Track quality over time:

```python
def run_scoring_suite(
    test_cases: list[dict],
    model: str,
) -> dict:
    """Run a full scoring suite and report aggregate metrics."""
    results = []

    for case in test_cases:
        result = scored_extraction(
            text=case["input"],
            schema=case["schema"],
            expected=case["expected"],
        )
        results.append({
            "name": case["name"],
            "score": result.score,
            "success": result.success,
            "duration_ms": result.duration_ms,
            "tokens_out": result.tokens_out,
        })

    successful = [r for r in results if r["success"]]

    return {
        "model": model,
        "total_cases": len(results),
        "successful": len(successful),
        "failed": len(results) - len(successful),
        "avg_score": sum(r["score"] for r in successful) / len(successful) if successful else 0,
        "avg_duration_ms": sum(r["duration_ms"] for r in successful) / len(successful) if successful else 0,
        "p95_duration_ms": sorted(r["duration_ms"] for r in successful)[int(len(successful) * 0.95)] if successful else 0,
        "below_80pct": sum(1 for r in successful if r["score"] < 0.8),
    }
```

## Observability

Log every LLM call for debugging and optimization:

```python
import logging

logger = logging.getLogger("llm-harness")

def log_result(result: LLMResult, task_name: str):
    """Log LLM call metadata for observability."""
    logger.info(
        "llm_call",
        extra={
            "task": task_name,
            "model": result.model,
            "success": result.success,
            "score": result.score,
            "tokens_in": result.tokens_in,
            "tokens_out": result.tokens_out,
            "duration_ms": result.duration_ms,
            "ttft_ms": result.ttft_ms,
            "retries": result.retries,
        },
    )
```

Track these metrics to answer:
- Which tasks have the lowest scores? (Improve prompts or escalate to larger model)
- Which calls are slowest? (Reduce token budget or use smaller model)
- Which calls retry most? (Fix validation or prompt issues)
- What is the cost of cloud escalation? (Optimize routing thresholds)

## Putting It All Together

A complete workflow using all the harness components:

```python
def analyze_support_tickets(tickets: list[str]) -> list[dict]:
    """Classify, extract, and route support tickets."""
    results = []

    for ticket in tickets:
        # Step 1: Classify (fast model)
        classification = classify_with_escalation(ticket)

        # Step 2: Extract details (balanced model)
        extraction = scored_extraction(
            text=ticket,
            schema=TICKET_SCHEMA,
        )

        # Step 3: Route based on classification
        if classification["category"] == "billing":
            route = "billing-queue"
        elif classification["category"] == "technical" and classification.get("confidence", 0) > 0.8:
            route = "engineering-queue"
        else:
            route = "triage-queue"

        results.append({
            "ticket": ticket[:100],
            "classification": classification,
            "extraction": json.loads(extraction.content) if extraction.success else None,
            "route": route,
            "quality_score": extraction.score,
        })

    return results
```

## Common Mistakes

1. **No output validation.** Raw LLM output is unreliable.

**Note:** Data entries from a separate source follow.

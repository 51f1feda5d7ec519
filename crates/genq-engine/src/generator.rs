use std::fs;
use std::path::{Path, PathBuf};

use anyhow::{Context, Result};
use genq_contracts::outcome::GenerationOutcome;
use genq_contracts::request::{GenerationRequest, QualityTier};
use serde::Serialize;

use crate::backend::{extract_first_inline_image, ImageBackend};
use crate::payload::RequestBuilder;

/// A successfully written image and the settings that produced it.
#[derive(Debug, Clone, PartialEq, Serialize)]
pub struct GeneratedImage {
    pub image_path: PathBuf,
    pub model: String,
    pub quality: QualityTier,
    pub resolution: String,
    pub aspect_ratio: String,
    pub reference_images_used: usize,
}

impl GeneratedImage {
    pub fn into_outcome(self, filename: &str) -> GenerationOutcome {
        GenerationOutcome::Success {
            filename: filename.to_string(),
            path: self.image_path,
            resolution: self.resolution,
            aspect_ratio: self.aspect_ratio,
            reference_images_used: self.reference_images_used,
        }
    }
}

/// One request in, one image file out. No retries.
pub struct Generator {
    builder: RequestBuilder,
    backend: Box<dyn ImageBackend>,
}

impl Generator {
    pub fn new(builder: RequestBuilder, backend: Box<dyn ImageBackend>) -> Self {
        Self { builder, backend }
    }

    pub fn builder(&self) -> &RequestBuilder {
        &self.builder
    }

    pub fn backend_name(&self) -> &str {
        self.backend.name()
    }

    pub fn ensure_ready(&self) -> Result<()> {
        self.backend.ensure_credentials()
    }

    /// Writes the first returned image to `output_path`. The write is a plain
    /// overwrite; an existing file with the same name is replaced.
    pub fn generate(
        &self,
        request: &GenerationRequest,
        output_path: &Path,
    ) -> Result<GeneratedImage> {
        self.backend.ensure_credentials()?;
        let built = self.builder.build(request)?;
        tracing::info!(
            model = %built.model,
            quality = built.quality.as_str(),
            resolution = built.resolution,
            aspect_ratio = %built.aspect_ratio,
            references = built.reference_images_used,
            "requesting image"
        );

        let response = self.backend.generate_content(&built.model, &built.payload)?;
        let image = extract_first_inline_image(&response)?;

        if let Some(parent) = output_path
            .parent()
            .filter(|parent| !parent.as_os_str().is_empty())
        {
            fs::create_dir_all(parent)
                .with_context(|| format!("failed to create {}", parent.display()))?;
        }
        fs::write(output_path, &image.bytes)
            .with_context(|| format!("failed to write {}", output_path.display()))?;
        tracing::info!(path = %output_path.display(), bytes = image.bytes.len(), "saved image");

        Ok(GeneratedImage {
            image_path: output_path.to_path_buf(),
            model: built.model,
            quality: built.quality,
            resolution: built.resolution.to_string(),
            aspect_ratio: built.aspect_ratio,
            reference_images_used: built.reference_images_used,
        })
    }

    /// Like [`Generator::generate`] but never fails: errors become an
    /// `Error` outcome carrying the full error chain.
    pub fn generate_outcome(
        &self,
        request: &GenerationRequest,
        output_dir: &Path,
        filename: &str,
    ) -> GenerationOutcome {
        match self.generate(request, &output_dir.join(filename)) {
            Ok(image) => image.into_outcome(filename),
            Err(err) => GenerationOutcome::Error {
                filename: filename.to_string(),
                error: format!("{err:#}"),
            },
        }
    }
}

/// `gemini_image_<local timestamp>.png`, used for immediate generations.
pub fn timestamped_filename() -> String {
    format!(
        "gemini_image_{}.png",
        chrono::Local::now().format("%Y%m%d_%H%M%S")
    )
}
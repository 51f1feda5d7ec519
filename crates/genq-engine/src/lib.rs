mod backend;
mod batch;
mod convert;
mod error;
mod gallery;
mod generator;
mod payload;
mod references;
mod upload;

pub use backend::{extract_first_inline_image, GeminiBackend, ImageBackend, InlineImageBytes};
pub use batch::BatchRunner;
pub use convert::{ConversionFailure, ConversionReport, ConvertOptions, FormatConverter, WebpConverter};
pub use error::GenerationError;
pub use gallery::{recent_images, resolve_image_subdir, RecentImage};
pub use generator::{timestamped_filename, GeneratedImage, Generator};
pub use payload::{BuiltRequest, RequestBuilder};
pub use references::{mime_for_path, InlineImage, ReferenceEncoder};
pub use upload::{
    MediaSite, MediaUploader, UploadFailure, UploadReport, UploadedMedia, WordPressUploader,
};

#[cfg(test)]
mod testing;
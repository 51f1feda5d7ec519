use std::fs;
use std::path::{Path, PathBuf};

use anyhow::{Context, Result};
use base64::engine::general_purpose::STANDARD as BASE64;
use base64::Engine as _;
use genq_contracts::config::expand_home;
use serde_json::{json, Value};

use crate::error::GenerationError;

/// Reference image ready to be sent inline.
#[derive(Debug, Clone, PartialEq)]
pub struct InlineImage {
    pub mime_type: &'static str,
    pub data: String,
}

impl InlineImage {
    pub fn to_part(&self) -> Value {
        json!({
            "inlineData": {
                "mimeType": self.mime_type,
                "data": self.data,
            }
        })
    }
}

/// Validates and encodes reference images, bounded by a fixed count.
#[derive(Debug, Clone, Copy)]
pub struct ReferenceEncoder {
    max_images: usize,
}

impl ReferenceEncoder {
    pub fn new(max_images: usize) -> Self {
        Self { max_images }
    }

    pub fn max_images(&self) -> usize {
        self.max_images
    }

    pub fn check_capacity(&self, paths: &[String]) -> Result<(), GenerationError> {
        if paths.len() > self.max_images {
            return Err(GenerationError::ReferenceCapacityExceeded {
                count: paths.len(),
                max: self.max_images,
            });
        }
        Ok(())
    }

    /// Every path is expanded and checked before any file is read, so one
    /// bad reference fails the whole request without reading the rest.
    /// Output order matches input order.
    pub fn encode(&self, paths: &[String]) -> Result<Vec<InlineImage>> {
        self.check_capacity(paths)?;
        let resolved = paths
            .iter()
            .map(|raw| {
                let path = expand_home(raw.trim());
                if path.is_file() {
                    Ok(path)
                } else {
                    Err(GenerationError::ReferenceNotFound(path))
                }
            })
            .collect::<Result<Vec<PathBuf>, GenerationError>>()?;

        resolved
            .iter()
            .map(|path| -> Result<InlineImage> {
                let bytes =
                    fs::read(path).with_context(|| format!("failed reading {}", path.display()))?;
                Ok(InlineImage {
                    mime_type: mime_for_path(path),
                    data: BASE64.encode(bytes),
                })
            })
            .collect()
    }
}

/// MIME type by extension. Unknown extensions are sent as PNG.
pub fn mime_for_path(path: &Path) -> &'static str {
    let ext = path
        .extension()
        .and_then(|value| value.to_str())
        .map(|value| value.to_ascii_lowercase())
        .unwrap_or_default();
    match ext.as_str() {
        "jpg" | "jpeg" => "image/jpeg",
        "webp" => "image/webp",
        "gif" => "image/gif",
        _ => "image/png",
    }
}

Always validate (at minimum, check JSON parses and required fields exist) before passing results downstream.
2. **Retrying without changing anything.** If the model produced bad output, retrying the exact same call often produces the same bad output. Consider adding "Your previous output was invalid because: ..." to the retry prompt.
3. **Not tracking quality metrics.** Without scoring, you cannot tell if a prompt change improved or degraded quality. Add scoring to every harness, even if you only check it periodically.
4. **Over-parallelizing.** More threads does not mean more throughput with Ollama. The model can only process one request at a time. Extra threads just queue up and consume memory.
5. **Building a framework instead of a harness.** A harness is 200-400 lines of purpose-built code for your specific workflow. A framework is thousands of lines trying to handle every possible case. Start with a harness. Generalize only when you have three harnesses with clear shared patterns.